Publication number: EP2639506A1
Application number: EP13159077.0A
Authority: EP
Inventors: Nicola Bianchini; Emil Calzolari; Ruben Cattaneo; Simona Marchiori
Original assignee: Riello SpA
Current assignee: Riello SpA
Priority date: 2012-03-13
Filing date: 2013-03-13
Publication date: 2013-09-18
Also published as: ITBO20120128A1

Abstract

"An apparatus (10) for the combustion of a liquid fuel. The apparatus (10) comprises the following components:
- a combustion head (30), which is fed with liquid fuel by a pump (11) and with oxidizing air by a ventilator (12); and
- an adjustment device (14, 16, 17, 19) for adjusting the flow rate of the liquid fuel and of the oxidizing air. The apparatus (10) is characterized in that the adjustment device (14, 16, 17, 19) comprises an inverter (14), a modulating valve (16) for modulating the liquid fuel flow rate delivered by the pump (11), an electric gearmotor (17) for adjusting the modulating valve (16), and a pressure transducer (19) arranged downstream of the pump (11). Furthermore, the ventilator (12), the electric gearmotor (17), and the pressure transducer (19) are electrically connected to the inverter (14)."

Description

The present invention relates to an apparatus for the combustion of liquid fuels and a related method for modulating the power of the apparatus.
As is well known that an apparatus for the combustion of liquid fuel (fuel oil) is called "modulating" if the thermal power thereof is continuously variable as a function of the fuel flow rate sent to the combustion head. In residential-type combustion apparatuses, such a flow rate is usually provided by an oil pump.
In order to obtain the desired modulation of the thermal power delivered by the combustion apparatus, there is a need for the flow rate of the oil pump to be continuously varied.
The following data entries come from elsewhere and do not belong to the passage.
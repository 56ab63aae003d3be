//! Path and mutation operations
//!
//! Every operation takes the session explicitly and resolves its paths
//! through the library's name lookup on each call; nothing is cached
//! between calls.

mod delete;
mod directory;
mod file;
mod txn;

pub use delete::delete_file;
pub use directory::{list_directory, make_directory, DirListing, EntrySize};
pub use file::{load_file, write_file};

use crate::error::{Error, LibError, LibResult, Result};
use crate::library::FsLibrary;
use crate::session::Session;
use crate::types::{Ino, NAME_LEN};
use log::{error, info};

/// Whether `path` resolves to an entry
pub fn exists<L: FsLibrary>(session: &mut Session<L>, path: &str) -> bool {
    let (root, cwd) = (session.root(), session.cwd());
    session.library_mut().namei(root, cwd, path).is_ok()
}

/// Whether `path` resolves to a directory
pub fn is_directory<L: FsLibrary>(session: &mut Session<L>, path: &str) -> bool {
    let (root, cwd) = (session.root(), session.cwd());
    let fs = session.library_mut();
    match fs.namei(root, cwd, path) {
        Ok(ino) => fs.check_directory(ino).is_ok(),
        Err(_) => false,
    }
}

/// Where the parent directory of a path lives
#[derive(Debug, Clone, Copy, PartialEq, Eq)]
pub enum Parent<'a> {
    /// No separator: the current directory
    Cwd,
    /// Only a leading separator: the root directory
    Root,
    /// Everything before the last separator
    Path(&'a str),
}

/// Split a path into its parent and final component
pub fn split_path(path: &str) -> (Parent<'_>, &str) {
    match path.rfind('/') {
        None => (Parent::Cwd, path),
        Some(0) => (Parent::Root, &path[1..]),
        Some(pos) => (Parent::Path(&path[..pos]), &path[pos + 1..]),
    }
}

pub(crate) fn check_leaf(name: &str) -> Result<()> {
    if name.is_empty() || name.len() > NAME_LEN {
        error!("'{}' is not a valid name", name);
        return Err(Error::InvalidPath);
    }
    Ok(())
}

/// Resolve the parent half of a split path to a directory inode
pub(crate) fn resolve_parent<L: FsLibrary>(session: &mut Session<L>, parent: Parent<'_>) -> Result<Ino> {
    let (root, cwd) = (session.root(), session.cwd());
    match parent {
        Parent::Cwd => Ok(cwd),
        Parent::Root => Ok(root),
        Parent::Path(dir) => {
            let fs = session.library_mut();
            let ino = fs.namei(root, cwd, dir).map_err(|e| {
                error!("\"{}\" does not exist", dir);
                Error::Library(e)
            })?;
            fs.check_directory(ino).map_err(|e| {
                error!("\"{}\" is not a directory", dir);
                Error::Library(e)
            })?;
            Ok(ino)
        }
    }
}

/// Run a directory insertion, growing `parent` when it reports no space
///
/// Returns the number of expansions performed. Once the configured
/// number of expansions is used up, a further no-space result is
/// `Error::DirectoryFull`.
pub(crate) fn with_dir_expansion<L, F>(session: &mut Session<L>, parent: Ino, mut insert: F) -> Result<u32>
where
    L: FsLibrary,
    F: FnMut(&mut L) -> LibResult<()>,
{
    let retries = session.options().dir_expansion_retries;
    let mut expansions = 0;

    loop {
        match insert(session.library_mut()) {
            Ok(()) => return Ok(expansions),
            Err(LibError::DirNoSpace) if expansions < retries => {
                info!("expanding dir {}...", parent);
                session.library_mut().expand_dir(parent).map_err(|e| {
                    error!("Can't expand dir {}: {}", parent, e);
                    Error::Library(e)
                })?;
                expansions += 1;
            }
            Err(LibError::DirNoSpace) => {
                error!("dir {} still full after {} expansion(s)", parent, expansions);
                return Err(Error::DirectoryFull);
            }
            Err(e) => return Err(Error::Library(e)),
        }
    }
}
The flow rate of the oil pump is also known to be proportional to the number of revolutions per minute (rpm), or equivalently to the frequency (revolutions per second, Hz) at which the shaft rotates about the pump, which normally is of the gear type or of the lobe type.
The power modulation of a combustion apparatus also depends on the quantity of oxidizing air, hence on the number of revolutions of the ventilator system, which is a component designed to draw oxidizing air and to send it towards the combustion head.
In order to obtain a stoichiometric combustion, i.e. with the proper fuel/comburent ratio and with the smallest possible quantity of emissions, the pump is to feed the combustion head with the proper liquid fuel flow rate value for each value of air flow rate emitted by the ventilator system.
Essentially two techniques currently exist for modulating the power in a combustion apparatus.

1) The use of an electric motor (servomotor) splined on the same rotating shaft as the liquid fuel pump (refer for example to EP-B1-0943056 ) so as to vary, when there is a need, the rotation frequency of the shaft and accordingly the flow rate of the pump; nevertheless, such a technique has certain significant drawbacks:
1. a. the cost of the electric motor;
2. b. the increased size volume due to the presence of the electric motor itself;
3. c. the increased consumption of electric power due to the motor;
4. d. the need to use a rotating shaft with larger physical-geometrical features than the original one of the pump alone.
2) The use of an electromechanical mechanism (servomechanism) (refer for example to W02004040192 and W02009044016 ) usually provided with a small piston or diaphragm, arranged in series between the pump and the combustion head, which allows the continuous variation of the liquid flow rate sent to the combustion head itself by means of electric control; nevertheless, such a technique has the following drawbacks:
- e. the cost of the electromechanical mechanism;
- f. the increased size volume due to the presence of the additional component;
- g. a decreased degree of reliability, and hence of the time value of average life, of the pumping assembly due to the criticality resulting from the use of an electromechanical component.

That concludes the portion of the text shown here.